Muchos hombres, cubiertos por abrigos de piel que los hacían parecerse a osos polares, estaban alineados a lo largo de los costados del barco, y sostenían en las manos largas lanzas con puntas de acero.

—¿Son soldados polares? —preguntó Brandok.

—Marineros —respondió Holker.

—¿Para qué tienen esas lanzas?

—Para alejar los hielos que se acercan al barco.
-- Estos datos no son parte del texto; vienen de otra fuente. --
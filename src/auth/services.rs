pub(crate) use crate::auth::dto::{Claims, JwtKeys};
use crate::auth::password::{hash_password, verify_dummy, verify_password, MIN_PASSWORD_LEN};
use crate::auth::repo_types::{NewUser, Role, User};
use crate::config::JwtConfig;
use crate::error::{AppError, AppResult};
use crate::state::AppState;
use axum::extract::FromRef;
use jsonwebtoken::{decode, encode, DecodingKey, EncodingKey, Header, Validation};
use lazy_static::lazy_static;
use regex::Regex;
use sqlx::PgPool;
use std::time::Duration;
use time::{Duration as TimeDuration, OffsetDateTime};
use tracing::{debug, info, warn};
use uuid::Uuid;

const INVALID_CREDENTIALS: &str = "Invalid username or password";

pub(crate) fn is_valid_email(email: &str) -> bool {
    lazy_static! {
        static ref EMAIL_RE: Regex = Regex::new(r"^[^@\s]+@[^@\s]+\.[^@\s]+$").unwrap();
    }
    EMAIL_RE.is_match(email)
}

impl FromRef<AppState> for JwtKeys {
    fn from_ref(state: &AppState) -> Self {
        JwtKeys::from_config(&state.config.jwt)
    }
}

impl JwtKeys {
    pub fn from_config(config: &JwtConfig) -> Self {
        Self {
            encoding: EncodingKey::from_secret(config.secret.as_bytes()),
            decoding: DecodingKey::from_secret(config.secret.as_bytes()),
            issuer: config.issuer.clone(),
            audience: config.audience.clone(),
            ttl: Duration::from_secs(config.ttl_secs.max(1)),
        }
    }

    pub fn sign(&self, user: &User) -> AppResult<String> {
        let now = OffsetDateTime::now_utc();
        let exp = now + TimeDuration::seconds(self.ttl.as_secs() as i64);
        let claims = Claims {
            id: user.id,
            username: user.username.clone(),
            email: user.email.clone(),
            role: user.role,
            iat: now.unix_timestamp() as usize,
            exp: exp.unix_timestamp() as usize,
            iss: self.issuer.clone(),
            aud: self.audience.clone(),
        };
        let token = encode(&Header::default(), &claims, &self.encoding).map_err(AppError::internal)?;
        debug!(user_id = %user.id, "jwt signed");
        Ok(token)
    }

    pub fn verify(&self, token: &str) -> AppResult<Claims> {
        let mut validation = Validation::default();
        validation.set_audience(std::slice::from_ref(&self.audience));
        validation.set_issuer(std::slice::from_ref(&self.issuer));
        let data = decode::<Claims>(token, &self.decoding, &validation).map_err(|e| {
            debug!(error = %e, "jwt rejected");
            AppError::Forbidden("Invalid or expired token".into())
        })?;
        debug!(user_id = %data.claims.id, "jwt verified");
        Ok(data.claims)
    }
}

/// Input for [`create_user`].
#[derive(Debug, Clone)]
pub struct CreateUser {
    pub username: String,
    pub email: String,
    pub password: String,
    pub first_name: Option<String>,
    pub last_name: Option<String>,
    pub role: Role,
}

impl CreateUser {
    /// Trims identity fields, lowercases the email and checks the basic shape.
    pub fn normalized(mut self) -> AppResult<Self> {
        self.username = self.username.trim().to_string();
        self.email = self.email.trim().to_lowercase();
        if self.username.is_empty() || self.email.is_empty() || self.password.is_empty() {
            return Err(AppError::validation(
                "Username, email, and password are required",
            ));
        }
        if !is_valid_email(&self.email) {
            return Err(AppError::validation("Invalid email format"));
        }
        if self.password.len() < MIN_PASSWORD_LEN {
            return Err(AppError::validation(format!(
                "Password must be at least {MIN_PASSWORD_LEN} characters long"
            )));
        }
        Ok(self)
    }
}

pub async fn create_user(db: &PgPool, data: CreateUser, created_by: Option<Uuid>) -> AppResult<User> {
    let data = data.normalized()?;

    if User::identity_taken(db, Some(&data.username), Some(&data.email), None).await? {
        warn!(username = %data.username, "username or email already registered");
        return Err(AppError::validation("Username or email already exists"));
    }

    let hash = hash_password(&data.password)?;
    let user = User::create(
        db,
        &NewUser {
            username: &data.username,
            email: &data.email,
            password_hash: &hash,
            first_name: data.first_name.as_deref(),
            last_name: data.last_name.as_deref(),
            role: data.role,
            created_by,
        },
    )
    .await?;

    info!(user_id = %user.id, username = %user.username, "user created");
    Ok(user)
}

/// Checks credentials and returns the refreshed user with a fresh token.
pub async fn authenticate(
    db: &PgPool,
    keys: &JwtKeys,
    username: &str,
    password: &str,
) -> AppResult<(User, String)> {
    let username = username.trim();
    if username.is_empty() || password.is_empty() {
        return Err(AppError::validation("Username and password are required"));
    }

    let Some(user) = User::find_active_by_username(db, username).await? else {
        verify_dummy(password);
        warn!(%username, "login for unknown or inactive user");
        return Err(AppError::Unauthorized(INVALID_CREDENTIALS.into()));
    };

    if !verify_password(password, &user.password_hash)? {
        warn!(user_id = %user.id, "login with invalid password");
        return Err(AppError::Unauthorized(INVALID_CREDENTIALS.into()));
    }

    let user = User::touch_last_login(db, user.id).await?;
    let token = keys.sign(&user)?;
    info!(user_id = %user.id, "user logged in");
    Ok((user, token))
}

#[cfg(test)]
mod tests {
    use super::*;

    fn make_keys() -> JwtKeys {
        let state = AppState::fake();
        JwtKeys::from_ref(&state)
    }

    fn sample_user() -> User {
        let now = OffsetDateTime::now_utc();
        User {
            id: Uuid::new_v4(),
            username: "river".into(),
            email: "river@example.com".into(),
            password_hash: String::new(),
            first_name: None,
            last_name: None,
            role: Role::Moderator,
            is_active: true,
            is_verified: false,
            last_login: None,
            intake_form_completed: false,
            intake_form_id: None,
            created_at: now,
            updated_at: now,
        }
    }

    #[tokio::test]
    async fn sign_and_verify_carries_identity() {
        let keys = make_keys();
        let user = sample_user();
        let token = keys.sign(&user).expect("sign");
        let claims = keys.verify(&token).expect("verify token");
        assert_eq!(claims.id, user.id);
        assert_eq!(claims.username, "river");
        assert_eq!(claims.email, "river@example.com");
        assert_eq!(claims.role, Role::Moderator);
        assert_eq!(claims.iss, "test-issuer");
        assert_eq!(claims.aud, "test-aud");
    }

    #[tokio::test]
    async fn verify_rejects_foreign_signature() {
        let keys = make_keys();
        let mut other_cfg = AppState::test_config().jwt;
        other_cfg.secret = "another-secret".into();
        let other = JwtKeys::from_config(&other_cfg);
        let token = other.sign(&sample_user()).unwrap();
        let err = keys.verify(&token).unwrap_err();
        assert!(matches!(err, AppError::Forbidden(_)));
    }

    #[tokio::test]
    async fn verify_rejects_expired_token() {
        let keys = make_keys();
        let now = OffsetDateTime::now_utc().unix_timestamp() as usize;
        let claims = Claims {
            id: Uuid::new_v4(),
            username: "old".into(),
            email: "old@example.com".into(),
            role: Role::User,
            iat: now - 7200,
            exp: now - 3600,
            iss: keys.issuer.clone(),
            aud: keys.audience.clone(),
        };
        let token = encode(&Header::default(), &claims, &keys.encoding).unwrap();
        assert!(keys.verify(&token).is_err());
    }

    #[test]
    fn token_lifetime_keeps_second_precision() {
        let mut cfg = AppState::test_config().jwt;
        cfg.ttl_secs = 30;
        let keys = JwtKeys::from_config(&cfg);
        let claims = keys.verify(&keys.sign(&sample_user()).unwrap()).unwrap();
        assert_eq!(claims.exp - claims.iat, 30);
    }

    #[test]
    fn email_shape() {
        assert!(is_valid_email("a@b.co"));
        assert!(!is_valid_email("a@b"));
        assert!(!is_valid_email("a b@c.de"));
    }

    fn registration(password: &str) -> CreateUser {
        CreateUser {
            username: "  sam ".into(),
            email: " Sam@Example.COM ".into(),
            password: password.into(),
            first_name: None,
            last_name: None,
            role: Role::User,
        }
    }

    #[test]
    fn normalization_trims_and_lowercases() {
        let data = registration("secret1").normalized().unwrap();
        assert_eq!(data.username, "sam");
        assert_eq!(data.email, "sam@example.com");
    }

    #[test]
    fn short_password_is_rejected() {
        let err = registration("12345").normalized().unwrap_err();
        assert!(matches!(err, AppError::Validation(_)));
    }

    fn account(username: &str, email: &str) -> CreateUser {
        CreateUser {
            username: username.into(),
            email: email.into(),
            password: "secret1".into(),
            first_name: None,
            last_name: None,
            role: Role::User,
        }
    }

    #[sqlx::test(migrations = "./migrations")]
    #[ignore = "needs DATABASE_URL"]
    async fn login_token_identifies_the_new_user(db: PgPool) {
        let keys = make_keys();
        let created = create_user(&db, account("jordan", "jordan@example.com"), None)
            .await
            .unwrap();
        let (user, token) = authenticate(&db, &keys, "jordan", "secret1").await.unwrap();
        assert_eq!(user.id, created.id);
        assert!(user.last_login.is_some());
        assert_eq!(keys.verify(&token).unwrap().id, created.id);
    }

    #[sqlx::test(migrations = "./migrations")]
    #[ignore = "needs DATABASE_URL"]
    async fn bad_password_and_unknown_user_look_the_same(db: PgPool) {
        let keys = make_keys();
        create_user(&db, account("jordan", "jordan@example.com"), None)
            .await
            .unwrap();
        let wrong = authenticate(&db, &keys, "jordan", "secret2").await.unwrap_err();
        let unknown = authenticate(&db, &keys, "nobody", "secret1").await.unwrap_err();
        assert!(matches!(wrong, AppError::Unauthorized(_)));
        assert!(matches!(unknown, AppError::Unauthorized(_)));
        assert_eq!(wrong.to_string(), unknown.to_string());
    }

    #[sqlx::test(migrations = "./migrations")]
    #[ignore = "needs DATABASE_URL"]
    async fn duplicate_username_or_email_is_rejected(db: PgPool) {
        create_user(&db, account("jordan", "jordan@example.com"), None)
            .await
            .unwrap();
        let same_name = create_user(&db, account("jordan", "other@example.com"), None).await;
        assert!(matches!(same_name, Err(AppError::Validation(_))));
        let same_email = create_user(&db, account("jo", "Jordan@Example.com"), None).await;
        assert!(matches!(same_email, Err(AppError::Validation(_))));
    }

    #[test]
    fn missing_fields_are_rejected() {
        let mut data = registration("secret1");
        data.username = "   ".into();
        assert!(matches!(data.normalized(), Err(AppError::Validation(_))));
    }
}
Habrá muchos durante el viaje.

—¿Y adónde nos llevará este barco?

—Hasta la tierra de Baffin, más allá del lago Nettelling.

—Mi querido sobrino —dijo Toby—, en nuestros tiempos ese lago se encontraba en el corazón de la isla.

—Y ahora también, tío.

—Entonces este barco no podrá llevarnos hasta allá, a menos que tenga ruedas que lo conduzcan.

—¿Y si así fuera? ¿Si este maravilloso barco pudiese al mismo tiempo navegar y también correr sobre la tierra, como un simple automóvil?

—Amigo James, ¿qué me dices de este nuevo invento? —preguntó Toby.

—Que terminaré por no sorprenderme de nada, ni aunque encontrara mares transformados en campos fértiles —respondió Brandok.

Llegados al extremo del puente subieron al piróscafo, cortésmente saludados por el capitán y por sus dos oficiales.

Era una hermosa nave, de costados redondeados para evitar mejor la presión de los hielos, de treinta metros de largo, que tenía en medio una galería bien iluminada, formada por vidrios de gran espesor, para defender a los viajeros de las dentelladas del viento polar, sin impedirles ver lo que sucedía en el exterior.

Brandok, Toby y Holker tomaron asiento en la proa, bajo la galería, seguidos por los demás pasajeros.

La puerta se cerró, la máquina lanzó un silbido agudo y el barco se puso en movimiento a velocidad moderada, mientras sus hombres, que se encontraban fuera de la galería, subían a la cubierta sumergiendo en el agua sus lanzas de punta de acero.

El estrecho de Hudson, que separa el territorio del Labrador de la gran isla de Baffin, estaba lleno de hielos que intentaban volver a soldarse.

Se veían montañas flotantes que iban a la deriva empujadas por el viento polar y también muchos bancos poblados de una gran cantidad de aves marinas.

Bajo los haces de luz de la potente lámpara de radium que brillaba en la punta del palo, los hielos centelleaban y producían un efecto sorprendente, maravilloso. El barco, guiado hábilmente, se mantenía a distancia de aquellos peligrosos obstáculos.

A veces disminuía su velocidad y, al encontrar un espacio libre o un canal, volvía a aumentarla considerablemente. A veces embestía los bancos con su espolón y los trituraba con unos brazos de acero dotados de dientes como los de las sierras que estaban a ambos lados de la proa, y en pocos instantes desmenuzaban las masas de hielo.

—¡Una verdadera nave para hielo! —exclamó Brandok, que miraba con cierta curiosidad—. ¡Qué hermosos inventos!

—¿Y cuando lo vean subir a la playa y correr por los campos de hielo de la tierra de Baffin como un inmenso vehículo? —dijo Holker.

—Esto es increíble y nadie en nuestros tiempos hubiera osado creer que iba a poder transformar una nave en un tranvía —observó Toby.